# What Is a Good Training Collar/ Shock Collar for a small dog less then 9 pounds?



## Borail (Jul 28, 2011)

Hey I need a shock collar for my yorkiepoo and I was about to buy the Tri Tronics G3 Junior and the guy said no when I told him what she was "You'll toast her!" So I didnt buy it but I dont think he knows what hes talking about because its for smaller dogs plus I read somewhere online as little as 8 lb. The reviews on the petsafe I read several battery is drained easy. The reviews I am looking at are on Amazon. The only good one I saw is the Tri Tronics. Can anyone help me out here, is the tri tronics OK for her if I only use it on the very low settings. If not can someone recommend another brand that is good for a yorkiepoo or small dog, she is like 9 lbs. I need one because she is running into the road chasing cars and it scares the crap out of me every time. Shes good about staying on side but it scares me and I want to break her of this.


----------



## dmickle1 (Jun 19, 2011)

Uhhh... No shock collar would be the best for your dog. Shocking her isn't going to stop her from chasing cars, it's probably going to scare the crap out of her and make her run away faster.

Why don't you keep her on a leash so she can't chase cars instead?


----------



## Borail (Jul 28, 2011)

Your probably one of those people against shock collars! So I am looking for input from someone that is for them or knows about them!


----------



## dmickle1 (Jun 19, 2011)

Borail said:


> Your probably one of those people against shock collars! So I am looking for input from someone that is for them or knows about them!


Right. "Those people against shock collars" are the same group as "those people who know how to train dogs properly". Good luck finding anyone who recommends a shock collar to you on this forum. I'd venture to say that no one here would tell you to use one for training purposes. 

We can, however, give you lots of other humane recommendations that would work to make your training relationship with your dog positive, instead of intentionally causing your dog pain and scaring it away.

ETA: I know plenty about shock collars, by the way, having worked at training facilities, day care facilities and pet stores. I've worked with dogs my entire life and I have never heard of a positive story involving a shock collar. Please look into other ways to keep your dog by your side.


----------



## So Cavalier (Jul 23, 2010)

> I need one because she is running into the road chasing cars and it scares the crap out of me every time. Shes good about staying on side but it scares me and I want to break her of this.

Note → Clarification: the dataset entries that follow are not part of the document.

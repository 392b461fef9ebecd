//! Workout runner: lifecycle around a [`PhaseTimer`].
//!
//! The runner is the single owner of a run's mutable state. All changes go
//! through `start`, `tick`, `pause`, `resume` and `stop`; presenters only
//! ever see copies via [`WorkoutRunner::snapshot`].

use crate::timer::{PhaseTimer, Transition};
use crate::{Clock, Phase, PhaseState, Result, RunnerSnapshot, WorkoutConfig, WorkoutSummary};

/// Something the presenter should react to, produced by `tick`
#[derive(Clone, Copy, Debug, PartialEq, Eq)]
pub enum RunnerEvent {
    PhaseEntered(PhaseState),
    Completed(WorkoutSummary),
}

#[derive(Debug)]
struct ActiveRun {
    timer: PhaseTimer,
    paused_at: Option<u64>,
    /// Set when warm-up ends; shifted forward by every pause
    workout_started_at: Option<u64>,
    total_elapsed: u32,
}

impl ActiveRun {
    /// Instant the run is "looking at": frozen at the pause time while paused
    fn effective_now(&self, now_ms: u64) -> u64 {
        self.paused_at.unwrap_or(now_ms)
    }

    fn elapsed_at(&self, at: u64) -> u32 {
        let computed = match self.workout_started_at {
            Some(started) => u32::try_from(at.saturating_sub(started) / 1000).unwrap_or(u32::MAX),
            None => 0,
        };
        computed.max(self.total_elapsed)
    }
}

/// Drives one workout at a time against a clock
pub struct WorkoutRunner<C: Clock> {
    clock: C,
    run: Option<ActiveRun>,
    epoch: u64,
    last_seen: u64,
}

impl<C: Clock> WorkoutRunner<C> {
    pub fn new(clock: C) -> Self {
        let last_seen = clock.now_ms();
        Self {
            clock,
            run: None,
            epoch: 0,
            last_seen,
        }
    }

    /// Read the clock, holding time still if it went backwards
    fn observe(&mut self) -> u64 {
        let now = self.clock.now_ms();
        if now < self.last_seen {
            tracing::warn!(
                "Clock went backwards by {}ms; treating as no time elapsed",
                self.last_seen - now
            );
            return self.last_seen;
        }
        self.last_seen = now;
        now
    }

    fn peek(&self) -> u64 {
        self.clock.now_ms().max(self.last_seen)
    }

    /// Begin a new run in warm-up, replacing any run in progress
    pub fn start(&mut self, config: WorkoutConfig) -> Result<()> {
        config.validate()?;

        let now = self.observe();
        self.epoch += 1;
        self.run = Some(ActiveRun {
            timer: PhaseTimer::new(config, now),
            paused_at: None,
            workout_started_at: None,
            total_elapsed: 0,
        });

        tracing::info!(
            "Started workout: {}s work / {}s rest, {} exercises x {} rounds",
            config.work_time,
            config.rest_time,
            config.exercises,
            config.rounds
        );
        Ok(())
    }

    /// Recompute timing and apply any due transitions.
    ///
    /// Does nothing while paused or when no run is active.
    pub fn tick(&mut self) -> Vec<RunnerEvent> {
        let now = self.observe();
        let Some(run) = self.run.as_mut() else {
            return Vec::new();
        };
        if run.paused_at.is_some() {
            return Vec::new();
        }

        let warm_up_deadline =
            (run.timer.phase() == Phase::WarmUp).then(|| run.timer.deadline());
        let transitions = run.timer.advance(now);

        if !transitions.is_empty() && run.workout_started_at.is_none() {
            run.workout_started_at = warm_up_deadline;
        }

        let mut events = Vec::with_capacity(transitions.len());
        let mut completed = false;
        for transition in transitions {
            match transition {
                Transition::Entered(state) => events.push(RunnerEvent::PhaseEntered(state)),
                Transition::Complete { finished_at_ms } => {
                    let config = run.timer.config();
                    let summary = WorkoutSummary {
                        work_time: config.work_time,
                        rest_time: config.rest_time,
                        exercises: config.exercises,
                        rounds: config.rounds,
                        total_time: run.elapsed_at(finished_at_ms),
                    };
                    tracing::info!("Workout completed in {}s", summary.total_time);
                    events.push(RunnerEvent::Completed(summary));
                    completed = true;
                }
            }
        }

        if completed {
            self.run = None;
        } else {
            run.total_elapsed = run.elapsed_at(now);
        }

        events
    }

    /// Tick only if `epoch` still names the current run.
    ///
    /// Schedulers capture [`epoch`](Self::epoch) when they arm a wake-up;
    /// a wake-up that fires after `stop` or a restart is dropped.
    pub fn tick_for(&mut self, epoch: u64) -> Vec<RunnerEvent> {
        if epoch != self.epoch {
            tracing::trace!("Ignoring tick for stale epoch {} (now {})", epoch, self.epoch);
            return Vec::new();
        }
        self.tick()
    }

    /// Freeze the run. No-op if already paused or idle.
    pub fn pause(&mut self) {
        let now = self.observe();
        let Some(run) = self.run.as_mut() else {
            return;
        };
        if run.paused_at.is_some() {
            return;
        }

        run.total_elapsed = run.elapsed_at(now);
        run.paused_at = Some(now);
        tracing::debug!("Paused in {} with {}s left", run.timer.phase(), run.timer.remaining_at(now));
    }

    /// Continue a paused run where it left off. No-op if not paused.
    pub fn resume(&mut self) {
        let now = self.observe();
        let Some(run) = self.run.as_mut() else {
            return;
        };
        let Some(paused_at) = run.paused_at.take() else {
            return;
        };

        let paused_for = now.saturating_sub(paused_at);
        run.timer.shift(paused_for);
        if let Some(started) = run.workout_started_at.as_mut() {
            *started = started.saturating_add(paused_for);
        }
        tracing::debug!("Resumed after {}ms pause", paused_for);
    }

    pub fn toggle_pause(&mut self) {
        if self.is_paused() {
            self.resume();
        } else {
            self.pause();
        }
    }

    /// Abandon the current run without a summary.
    ///
    /// Returns whether a run was actually in progress.
    pub fn stop(&mut self) -> bool {
        self.epoch += 1;
        let stopped = self.run.take().is_some();
        if stopped {
            tracing::info!("Workout stopped");
        }
        stopped
    }

    pub fn is_running(&self) -> bool {
        self.run.is_some()
    }

    pub fn is_paused(&self) -> bool {
        self.run.as_ref().is_some_and(|run| run.paused_at.is_some())
    }

    pub fn epoch(&self) -> u64 {
        self.epoch
    }

    pub fn config(&self) -> Option<&WorkoutConfig> {
        self.run.as_ref().map(|run| run.timer.config())
    }

    /// Current position, countdown and aggregates
    pub fn snapshot(&self) -> Option<RunnerSnapshot> {
        let run = self.run.as_ref()?;
        let at = run.effective_now(self.peek());
        let state = run.timer.state_at(at);

        Some(RunnerSnapshot {
            phase: state.phase,
            time_remaining: state.time_remaining,
            current_exercise: state.current_exercise,
            current_round: state.current_round,
            is_paused: run.paused_at.is_some(),
            total_elapsed_seconds: run.elapsed_at(at),
            estimated_time_remaining: estimate_remaining(run.timer.config(), &state),
        })
    }

    /// Approximate seconds left in the whole workout.
    ///
    /// See [`estimate_remaining`] for what the approximation ignores.
    pub fn estimated_time_remaining(&self) -> Option<u64> {
        self.snapshot().map(|s| s.estimated_time_remaining)
    }
}

/// Remaining time in the phase, plus the exercises left in this round,
/// plus the rounds not yet started.
///
/// Every exercise is counted with a following rest, even the last one of a
/// round, which really goes to round reset (or finishes). The figure can
/// therefore overshoot by up to one rest period per round.
pub fn estimate_remaining(config: &WorkoutConfig, state: &PhaseState) -> u64 {
    let per_exercise = u64::from(config.work_time) + u64::from(config.rest_time);
    let exercises_left = u64::from(config.exercises.saturating_sub(state.current_exercise));
    let rounds_left = u64::from(config.rounds.saturating_sub(state.current_round));
    let per_round = u64::from(config.exercises) * per_exercise + u64::from(config.round_reset);

    u64::from(state.time_remaining) + exercises_left * per_exercise + rounds_left * per_round
}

What you need is to put a leash on your dog.....shocking an 8 lb dog is ludicrous. How about spending the money on a trainer......I feel sorry for your dog.


----------



## lil_fuzzy (Aug 16, 2010)

I am not against shock collars as a training tool, in the right situations where it's warranted and other things have been tried first.

Shock collars should be a last resort, after everything else has been tried. You can't make your dog not want to chase cars by using one, you can only make her suppress the desire because you make her SCARED to do it. Wouldn't it be nicer for both of you if you made her not WANT to chase them anymore?

No one wants to punish their dog, and no one should want to use a shock collar on their dog. If you really wanted to train your dog, you would try other methods first.


----------



## Borail (Jul 28, 2011)

Ok what would you suggest as another method?


----------



## Crantastic (Feb 3, 2010)

My dogs never get the opportunity to chase cars, as they're either on a leash or in a fenced area. Can you make sure your dog is tied up, at least? You can get a long tie-out and attach it to a stake in the middle of your yard, so she can still run around. 

I'm sure there are ways to train your dog not to chase cars, but I'll let someone else weigh in on that, as I've never had to deal with the issue.


----------



## spotted nikes (Feb 7, 2008)

Borail said:


> Ok what would you suggest as another method?


Put her on a leash.

Teach her the "look at me" command when on leash.. (tell her that, and when she does, praise, and give her a high value treat, like tiny pieces of cut up hot dog).

Practice that command in various places (on leash). Dogs don't generalize, so you need to start off inside with no distractions, then add distractions, then try it out back with no distractions, then try w/distractions out back, then try it out front (on leash with no distractions, then with. When she will reliably look at you when cued, take her for a walk far enough away from the road so she won't try to chase cars, but might look at them when they go by. When one is getting close and gets her attention, tell her "look at me" and treat. Keep practicing until you can gradually get closer to the road (ON LEASH), and have her look at you when you see a car coming closer.
If she overreacts to the car, back up a little in your training and start from a little further away. Eventually you will be able to walk her when a car passes without her reacting.
She should NOT be off a leash where there is any chance of traffic or loose dogs. A dog that small stands no chance against a car or a large dog. Small dogs can trigger prey drives in many dogs that will trigger an attack in a normally friendly dog.


----------



## Pawzk9 (Jan 3, 2011)

Why in the world do you think you need a shock collar? How about a long line and actually training her?


----------



## petpeeve (Jun 10, 2010)

> What Is a Good Training Collar/ (...) for a small dog less then 9 pounds?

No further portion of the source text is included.